Probably since the beginning of his reign, Bolesław III paid homage to King John of Bohemia, who guaranteed the integrity of his domains, located between two powerful neighbors, the Teutonic Order and Poland. In order to continue under the protection of Bohemia even in the case of the King's death, on 30 September 1341 Bolesław III renewed his homage, this time to Prince Charles, eldest son and heir of King John.
In 1343 Bolesław III, jointly with the other Masovian rulers, confirmed the Treaty of Kalisz and agreed to resign the district of Chełmno to Gdańsk Pomerania.
However, during the second half of the 1340s Bolesław III began to distance from his policy of cooperation with the Kingdom of Bohemia, and began to approached to the Polish King Casimir III the Great. At some point, even Bolesław III agreed to name the Polish King his heir in default of male offspring, which clearly was against the policy of the Luxembourg dynasty, rulers of Bohemia.
In 1351 Bolesław III, together with Casimir III the Great and Louis I of Hungary, took part in the expedition against his maternal uncle Kęstutis, Grand Duke of Lithuania. The campaign was a complete success, especially since on 15 August 1351 was concluded with the Lithuanians a truce under which Kęstutis accept Christianity and to this end, he was placed under the care of the Duke of Płock as an honorable prisoner. However, soon became notorious that Kęstutis had no intentions to comply with the agreement, because five days later (20 August), he decided to escape in his route to Buda after attacked Boleslaw III by surprise with his troops. In his persecution of Kęstutis, Bolesław III was killed at Mělník by an arrow from a bow, and the Lithuanian Grand Duke, without difficulties, could escape to his domains. He was buried at Płock Cathedral (according to the reports of Jan Długosz).
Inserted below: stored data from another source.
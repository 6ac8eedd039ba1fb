// src/config/mod.rs
pub mod consts;
pub mod options;
// src/capture/mod.rs
//! Mutation-driven contact capture.
//!
//! ```text
//! #app child-list → BodyWatcher → (attach delay) → RowWatcher on container
//! row attribute change → RowWatcher → (extract delay) → extract::extract_profile
//!                                                     ↘ RecordSink::upsert + UiController
//! ```
//! `extract` is pure; `session` owns time, watchers and side effects.

pub mod extract;
pub mod scheduler;
pub mod session;
pub mod watcher;

pub use extract::{classify, extract_profile, RowClass};
pub use session::CaptureSession;
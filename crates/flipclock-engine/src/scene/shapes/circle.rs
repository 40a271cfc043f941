use crate::coords::Vec2;
use crate::paint::Color;
use crate::scene::{DrawCmd, DrawList, Layer};

/// Circle draw payload.
#[derive(Debug, Clone, PartialEq)]
pub struct CircleCmd {
    pub center: Vec2,
    pub radius: f32,
    pub color: Color,
}

impl CircleCmd {
    #[inline]
    pub fn new(center: Vec2, radius: f32, color: Color) -> Self {
        Self { center, radius, color }
    }
}

impl DrawList {
    /// Records a solid circle draw command.
    #[inline]
    pub fn push_circle(&mut self, layer: Layer, center: Vec2, radius: f32, color: Color) {
        self.push(layer, DrawCmd::Circle(CircleCmd::new(center, radius, color)));
    }
}
//! Logging bootstrap.
//!
//! Thin wrapper over `env_logger` so binaries and examples initialize the
//! global `log` sink the same way. Library code only ever uses the `log`
//! macros and never touches the logger implementation.

mod init;

pub use init::{init_logging, init_logging_with};
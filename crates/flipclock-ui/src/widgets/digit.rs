use flipclock_engine::coords::{CornerRadii, Rect, Vec2};
use flipclock_engine::paint::Color;
use flipclock_engine::scene::Layer;
use flipclock_engine::time::FrameTime;

use crate::anim::FlipState;
use crate::clock::DigitPair;
use crate::constraints::{Constraints, LayoutCtx};
use crate::painter::Painter;
use crate::widget::Widget;

/// Glyph em size at the design width; scaled via `Viewport::normalize`.
const GLYPH_SIZE: f32 = 55.0;

/// Tile width/height as viewport percentages.
const TILE_WIDTH_VW: f32 = 12.0;
const TILE_HEIGHT_VH: f32 = 70.0;

/// One flip-card digit tile.
///
/// A tile is a stack of four layers: a bottom card showing the lower half of
/// the current glyph, a static top card showing its upper half, a hairline
/// fold line across the middle, and — while a transition runs — an animating
/// top flap showing the previous glyph. The flap folds down toward the
/// viewer: its height is the top half scaled by cos(angle), so it reads as a
/// 3D rotation without the renderer needing perspective transforms.
///
/// # Example
/// ```rust,ignore
/// DigitTile::new('0').card_color(Color::from_srgb_u8(0x10, 0x10, 0x14, 0xff))
/// ```
pub struct DigitTile {
    flip: FlipState,
    card_color: Color,
    glyph_color: Color,
    line_color: Color,
    corner_radius: f32,
}

impl DigitTile {
    pub fn new(glyph: char) -> Self {
        Self {
            flip: FlipState::new(glyph),
            card_color: Color::from_srgb_u8(0x1a, 0x1a, 0x1a, 0xff),
            glyph_color: Color::from_straight(1.0, 1.0, 1.0, 1.0),
            line_color: Color::from_straight(0.0, 0.0, 0.0, 0.3),
            corner_radius: 8.0,
        }
    }

    pub fn card_color(mut self, v: Color) -> Self {
        self.card_color = v;
        self
    }

    pub fn glyph_color(mut self, v: Color) -> Self {
        self.glyph_color = v;
        self
    }

    pub fn corner_radius(mut self, v: f32) -> Self {
        self.corner_radius = v;
        self
    }

    /// Feeds one tick's digit pair into the tile's flip machine.
    pub fn set_pair(&mut self, pair: DigitPair) {
        self.flip.set_pair(pair.current, pair.previous, pair.changed);
    }

    /// Read access for consumers that want to mirror transition state.
    pub fn flip(&self) -> &FlipState {
        &self.flip
    }

    fn paint_flap(&self, painter: &mut Painter, rect: Rect) {
        let squash = self.flip.angle_deg().to_radians().cos().max(0.0);
        let half_h = rect.size.y * 0.5;
        let flap_h = half_h * squash;
        let mid_y = rect.origin.y + half_h;
        let flap = Rect::new(rect.origin.x, mid_y - flap_h, rect.size.x, flap_h);
        if flap.is_empty() {
            return;
        }

        painter.push_clip(flap);
        painter.fill_rounded_rect(flap, CornerRadii::top(self.corner_radius), self.card_color);
        // The glyph squashes with the card. Its center sits on the fold line
        // (the tile center), which the fold anchors, so only the em size moves.
        let glyph_size = painter.viewport.normalize(GLYPH_SIZE) * squash;
        painter.glyph(
            self.flip.flap_glyph(),
            glyph_size,
            self.glyph_color,
            Vec2::new(rect.center().x, mid_y),
        );
        painter.pop_clip();
    }
}

impl Widget for DigitTile {
    fn measure(&self, constraints: Constraints, ctx: &LayoutCtx) -> Vec2 {
        constraints.constrain(Vec2::new(
            ctx.viewport.vw(TILE_WIDTH_VW),
            ctx.viewport.vh(TILE_HEIGHT_VH),
        ))
    }

    fn update(&mut self, ft: FrameTime) {
        self.flip.advance(ft.dt);
    }

    fn paint(&self, painter: &mut Painter, rect: Rect) {
        let current = self.flip.current_glyph();
        let glyph_size = painter.viewport.normalize(GLYPH_SIZE);
        let center = rect.center();
        let top = rect.top_half();
        let bottom = rect.bottom_half();

        // Bottom card: lower half of the current glyph.
        painter.push_clip(bottom);
        painter.fill_rounded_rect(bottom, CornerRadii::bottom(self.corner_radius), self.card_color);
        painter.glyph(current, glyph_size, self.glyph_color, center);
        painter.pop_clip();

        // Static top card: upper half of the current glyph, revealed as the
        // flap folds away.
        painter.push_clip(top);
        painter.fill_rounded_rect(top, CornerRadii::top(self.corner_radius), self.card_color);
        painter.glyph(current, glyph_size, self.glyph_color, center);
        painter.pop_clip();

        // Past the halfway point the flap shows its back and drops behind
        // the static card (backface hidden); before it, it covers the card.
        if self.flip.is_flipping() {
            let layer = if self.flip.eased() >= 0.5 { Layer::FlapBehind } else { Layer::FlapFront };
            painter.on_layer(layer, |p| self.paint_flap(p, rect));
        }

        // Fold line across the middle, above everything else on the tile.
        let mid_y = rect.origin.y + rect.size.y * 0.5;
        painter.on_layer(Layer::Chrome, |p| {
            p.fill_rect(
                Rect::new(rect.origin.x, mid_y - 0.5, rect.size.x, 1.0),
                self.line_color,
            );
        });
    }
}

#[cfg(test)]
mod tests {
    use super::*;
    use flipclock_engine::coords::Viewport;
    use flipclock_engine::scene::{DrawCmd, DrawList};

    const VIEWPORT: Viewport = Viewport::new(375.0, 667.0);
    const TILE: Rect = Rect::new(0.0, 0.0, 45.0, 140.0);

    fn paint_tile(tile: &DigitTile) -> DrawList {
        let mut list = DrawList::new();
        {
            let mut painter = Painter::new(&mut list, VIEWPORT, 1.0);
            tile.paint(&mut painter, TILE);
        }
        list
    }

    fn rounded_rect_heights_in_paint_order(list: &mut DrawList) -> Vec<f32> {
        list.iter_in_paint_order()
            .filter_map(|item| match &item.cmd {
                DrawCmd::RoundedRect(cmd) => Some(cmd.rect.size.y),
                _ => None,
            })
            .collect()
    }

    // ── static rendering ──────────────────────────────────────────────────

    #[test]
    fn static_tile_paints_two_cards_two_glyphs_and_a_line() {
        let tile = DigitTile::new('7');
        let list = paint_tile(&tile);

        let mut cards = 0;
        let mut glyphs = 0;
        let mut lines = 0;
        for item in list.items() {
            match &item.cmd {
                DrawCmd::RoundedRect(_) => cards += 1,
                DrawCmd::Glyph(g) => {
                    glyphs += 1;
                    assert_eq!(g.ch, '7');
                }
                DrawCmd::Rect(_) => lines += 1,
                DrawCmd::Circle(_) => panic!("tile paints no circles"),
            }
        }
        assert_eq!(cards, 2);
        assert_eq!(glyphs, 2);
        assert_eq!(lines, 1);
    }

    #[test]
    fn card_halves_are_clipped_to_their_halves() {
        let tile = DigitTile::new('0');
        let list = paint_tile(&tile);

        let clips: Vec<Rect> = list
            .items()
            .iter()
            .filter_map(|item| match &item.cmd {
                DrawCmd::RoundedRect(_) => item.clip_rect,
                _ => None,
            })
            .collect();
        assert_eq!(clips, vec![TILE.bottom_half(), TILE.top_half()]);
    }

    // ── flipping ──────────────────────────────────────────────────────────

    fn flipping_tile(dt: f32) -> DigitTile {
        let mut tile = DigitTile::new('4');
        tile.set_pair(DigitPair { current: '5', previous: '4', changed: true });
        tile.update(FrameTime::fixed(dt, 0));
        tile
    }

    #[test]
    fn early_flip_stacks_flap_above_static_card() {
        // progress 1/6 → eased well under 0.5.
        let tile = flipping_tile(0.05);
        assert!(tile.flip().eased() < 0.5);

        let mut list = paint_tile(&tile);
        let heights = rounded_rect_heights_in_paint_order(&mut list);
        assert_eq!(heights.len(), 3);
        // Flap is shorter than a half card and paints last (on top).
        let half = TILE.size.y * 0.5;
        assert!(heights[2] < half);
        assert_eq!(heights[0], half);
        assert_eq!(heights[1], half);
    }

    #[test]
    fn late_flip_stacks_flap_behind_static_card() {
        // progress 5/6 → eased well past 0.5.
        let tile = flipping_tile(0.25);
        assert!(tile.flip().eased() >= 0.5);

        let mut list = paint_tile(&tile);
        let half = TILE.size.y * 0.5;

        // The flap is still the last rounded rect recorded...
        let recorded: Vec<f32> = list
            .items()
            .iter()
            .filter_map(|item| match &item.cmd {
                DrawCmd::RoundedRect(cmd) => Some(cmd.rect.size.y),
                _ => None,
            })
            .collect();
        assert_eq!(recorded.len(), 3);
        assert!(recorded[2] < half);

        // ...but its layer puts it underneath both card halves.
        let heights = rounded_rect_heights_in_paint_order(&mut list);
        assert!(heights[0] < half);
        assert_eq!(heights[1], half);
        assert_eq!(heights[2], half);
    }

    #[test]
    fn fold_line_paints_above_the_flap() {
        let tile = flipping_tile(0.05);
        let mut list = paint_tile(&tile);

        let last = list.iter_in_paint_order().last();
        assert!(matches!(last.map(|item| &item.cmd), Some(DrawCmd::Rect(_))));
    }

    #[test]
    fn flap_shows_previous_glyph_until_completion() {
        let tile = flipping_tile(0.05);
        let list = paint_tile(&tile);

        let glyphs: Vec<char> = list
            .items()
            .iter()
            .filter_map(|item| match &item.cmd {
                DrawCmd::Glyph(g) => Some(g.ch),
                _ => None,
            })
            .collect();
        // Bottom half + static top show the new digit; the flap shows the old.
        assert_eq!(glyphs, vec!['5', '5', '4']);
    }

    #[test]
    fn completed_flip_renders_statically_with_new_glyph() {
        let mut tile = flipping_tile(0.05);
        tile.update(FrameTime::fixed(1.0, 1));
        let list = paint_tile(&tile);

        let glyphs: Vec<char> = list
            .items()
            .iter()
            .filter_map(|item| match &item.cmd {
                DrawCmd::Glyph(g) => Some(g.ch),
                _ => None,
            })
            .collect();
        assert_eq!(glyphs, vec!['5', '5']);
    }
}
Because Bolesław III died unmarried and childless, after his death his domains were divided. King Casimir III took Płock and Wizna and the Duke's cousins Siemowit III and Casimir I obtained Gostynin and Sochaczew. Despite this, Bolesław III's brother-in-law Henry V of Żagań obtained the investidure of the whole Duchy of Płock from the Bohemian Kingdom, but he never could conquer the land.